New York was never on my bucket list. As a midwesterner, there was always something off-putting about the northeast, something that made me feel like I needed a thicker skin.
But fate brought me to New York last month, and I'm so glad it did.
Our first stop was Ellis Island. I had planned to spend some time searching the registry, but when we arrived off the ferry, we discovered that we were just in time for the last "hard hat" tour of the day - a tour that takes you through the original hospital wards that closed in 1954. The tour was a bit expensive, but it was a worthy investment because the revenue from the tours goes to fund the restoration of these wards. In order to preserve as much of the original material as possible, the restoration project aims to halt the decay, but not to recreate the hospital in the state that it was in the first half of the 20th century. The majority of the wards have yet to be restored, making it a great opportunity for anyone who likes dereliction photography.
After Ellis Island, we stopped at the 9/11 Memorial at Ground Zero. It was a big mental shift, to go from a site of hope and inspiration toward the proverbial "American Dream" to one of destruction. Looking back at my photographs now, I feel like they contrast with the nature of the locations. My images from Ellis Island focus on the decaying buildings and so they look much more spooky than they do hopeful, while the images I took at Ground Zero are bright and pink cast from the sunset.

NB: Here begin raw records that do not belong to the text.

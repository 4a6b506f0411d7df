use serde::{Deserialize, Deserializer, Serialize, Serializer};
use std::fmt;

/// Server-assigned user identifier.
///
/// REST backends disagree on whether ids are numbers or strings, so both are
/// accepted and the id is carried as text.
#[derive(Clone, Debug, PartialEq, Eq, Hash)]
pub struct UserId(String);

impl UserId {
    pub fn as_str(&self) -> &str {
        &self.0
    }
}

impl fmt::Display for UserId {
    fn fmt(&self, f: &mut fmt::Formatter<'_>) -> fmt::Result {
        f.write_str(&self.0)
    }
}

impl From<u64> for UserId {
    fn from(id: u64) -> Self {
        UserId(id.to_string())
    }
}

impl From<&str> for UserId {
    fn from(id: &str) -> Self {
        UserId(id.to_string())
    }
}

impl Serialize for UserId {
    fn serialize<S: Serializer>(&self, serializer: S) -> Result<S::Ok, S::Error> {
        serializer.serialize_str(&self.0)
    }
}

impl<'de> Deserialize<'de> for UserId {
    fn deserialize<D: Deserializer<'de>>(deserializer: D) -> Result<Self, D::Error> {
        text_or_number(deserializer).map(UserId)
    }
}

/// Accepts `"30"` as well as `30`
#[derive(Deserialize)]
#[serde(untagged)]
enum TextOrNumber {
    Text(String),
    Int(i64),
    Float(f64),
}

fn text_or_number<'de, D: Deserializer<'de>>(deserializer: D) -> Result<String, D::Error> {
    Ok(match TextOrNumber::deserialize(deserializer)? {
        TextOrNumber::Text(s) => s,
        TextOrNumber::Int(n) => n.to_string(),
        TextOrNumber::Float(n) => n.to_string(),
    })
}

/// Gender options offered by the form
#[derive(Clone, Copy, Debug, PartialEq, Eq, Serialize, Deserialize)]
pub enum Gender {
    Male,
    Female,
}

impl Gender {
    pub fn as_str(&self) -> &'static str {
        match self {
            Gender::Male => "Male",
            Gender::Female => "Female",
        }
    }

    pub fn parse(s: &str) -> Option<Gender> {
        match s {
            "Male" => Some(Gender::Male),
            "Female" => Some(Gender::Female),
            _ => None,
        }
    }
}

/// `None` travels as `""`, unknown values decode as unset.
mod gender_field {
    use super::Gender;
    use serde::{Deserialize, Deserializer, Serializer};

    pub fn serialize<S: Serializer>(gender: &Option<Gender>, serializer: S) -> Result<S::Ok, S::Error> {
        serializer.serialize_str(gender.map(|g| g.as_str()).unwrap_or(""))
    }

    pub fn deserialize<'de, D: Deserializer<'de>>(deserializer: D) -> Result<Option<Gender>, D::Error> {
        let raw: Option<String> = Option::deserialize(deserializer)?;
        Ok(raw.as_deref().and_then(Gender::parse))
    }
}

/// A user record as returned by the remote store
#[derive(Clone, Debug, PartialEq, Serialize, Deserialize)]
pub struct User {
    pub id: UserId,
    #[serde(default)]
    pub name: String,
    #[serde(default)]
    pub surname: String,
    #[serde(rename = "url", default)]
    pub avatar_url: String,
    #[serde(default, deserialize_with = "text_or_number")]
    pub age: String,
    #[serde(default, with = "gender_field")]
    pub gender: Option<Gender>,
}

impl User {
    pub fn from_draft(id: UserId, draft: UserDraft) -> Self {
        User {
            id,
            name: draft.name,
            surname: draft.surname,
            avatar_url: draft.avatar_url,
            age: draft.age,
            gender: draft.gender,
        }
    }

    /// Copy the descriptive fields into an editable draft
    pub fn to_draft(&self) -> UserDraft {
        UserDraft {
            name: self.name.clone(),
            surname: self.surname.clone(),
            avatar_url: self.avatar_url.clone(),
            age: self.age.clone(),
            gender: self.gender,
        }
    }
}

/// An in-progress user record, not yet submitted
#[derive(Clone, Debug, Default, PartialEq, Serialize, Deserialize)]
pub struct UserDraft {
    pub name: String,
    pub surname: String,
    #[serde(rename = "url")]
    pub avatar_url: String,
    pub age: String,
    #[serde(with = "gender_field")]
    pub gender: Option<Gender>,
}

impl UserDraft {
    /// True when every field carries a value
    pub fn is_complete(&self) -> bool {
        !self.name.is_empty()
            && !self.surname.is_empty()
            && !self.avatar_url.is_empty()
            && !self.age.is_empty()
            && self.gender.is_some()
    }
}

#[cfg(test)]
mod tests {
    use super::*;

    fn ann() -> UserDraft {
        UserDraft {
            name: "Ann".into(),
            surname: "Lee".into(),
            avatar_url: "x.png".into(),
            age: "30".into(),
            gender: Some(Gender::Female),
        }
    }

    #[test]
    fn test_decode_numeric_id_and_age() {
        let json = r#"{"id":1,"name":"Ann","surname":"Lee","url":"x.png","age":30,"gender":"Female"}"#;
        let user: User = serde_json::from_str(json).unwrap();
        assert_eq!(user.id, UserId::from(1));
        assert_eq!(user.age, "30");
        assert_eq!(user.gender, Some(Gender::Female));
        assert_eq!(user.avatar_url, "x.png");
    }

    #[test]
    fn test_decode_string_id_and_unset_gender() {
        let json = r#"{"id":"7","name":"Bo","surname":"Ek","url":"","age":"","gender":""}"#;
        let user: User = serde_json::from_str(json).unwrap();
        assert_eq!(user.id.as_str(), "7");
        assert_eq!(user.gender, None);
    }

    #[test]
    fn test_unknown_gender_decodes_as_unset() {
        let json = r#"{"id":"1","gender":"Other"}"#;
        let user: User = serde_json::from_str(json).unwrap();
        assert_eq!(user.gender, None);
        assert!(user.name.is_empty());
    }

    #[test]
    fn test_draft_wire_format() {
        let value = serde_json::to_value(ann()).unwrap();
        assert_eq!(value["url"], "x.png");
        assert_eq!(value["gender"], "Female");
        assert_eq!(value["age"], "30");

        let unset = serde_json::to_value(UserDraft::default()).unwrap();
        assert_eq!(unset["gender"], "");
    }

    #[test]
    fn test_draft_completeness() {
        assert!(ann().is_complete());
        assert!(!UserDraft::default().is_complete());

        let mut missing_gender = ann();
        missing_gender.gender = None;
        assert!(!missing_gender.is_complete());

        let mut missing_url = ann();
        missing_url.avatar_url.clear();
        assert!(!missing_url.is_complete());
    }

    #[test]
    fn test_draft_round_trips_through_record() {
        let user = User::from_draft(UserId::from("3"), ann());
        assert_eq!(user.to_draft(), ann());
    }
}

Yet in some ways I think these pink-cast photos aren't in contrast at all. The memorial at Ground Zero is beautifully done. It's serene, melancholic, and calming. There are trees, benches, and a central water feature, giving the site texture and sound. The memorial space is enveloped in the World Trade Centre complex which includes the 9/11 Museum, but also a shopping centre, office spaces, and restaurants. The memorial is at the centre of this commercial hub. Maybe the whole thing is in fact in contrast with itself, but maybe that's the reality of the legacy of 9/11 in New York, that it is somehow built into the centre of everyone's lives alongside their daily commute and shopping routines.